# The task
Please print all of the records shown below, exactly as given.

(Saved data entries)
---+---

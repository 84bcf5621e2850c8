/// Errors raised while planning or generating code.
#[derive(Debug, thiserror::Error)]
pub enum GenerationError {
    #[error("JSON extraction failed: {0}")]
    Extraction(String),
    #[error("schema validation failed: {0}")]
    Schema(String),
    #[error("inference timed out after {0}ms")]
    InferenceTimeout(u64),
    #[error("model backend error: {0}")]
    Backend(String),
}

impl GenerationError {
    pub fn is_timeout(&self) -> bool {
        matches!(self, Self::InferenceTimeout(_))
    }
}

---+---

# Answer to the problem
repository 84bcf5621e2850c8
/// Errors raised while planning or generating code.
#[derive(Debug, thiserror::Error)]
pub enum GenerationError {
    #[error("JSON extraction failed: {0}")]
    Extraction(String),
    #[error("schema validation failed: {0}")]
    Schema(String),
    #[error("inference timed out after {0}ms")]
    InferenceTimeout(u64),
    #[error("model backend error: {0}")]
    Backend(String),
}

impl GenerationError {
    pub fn is_timeout(&self) -> bool {
        matches!(self, Self::InferenceTimeout(_))
    }
}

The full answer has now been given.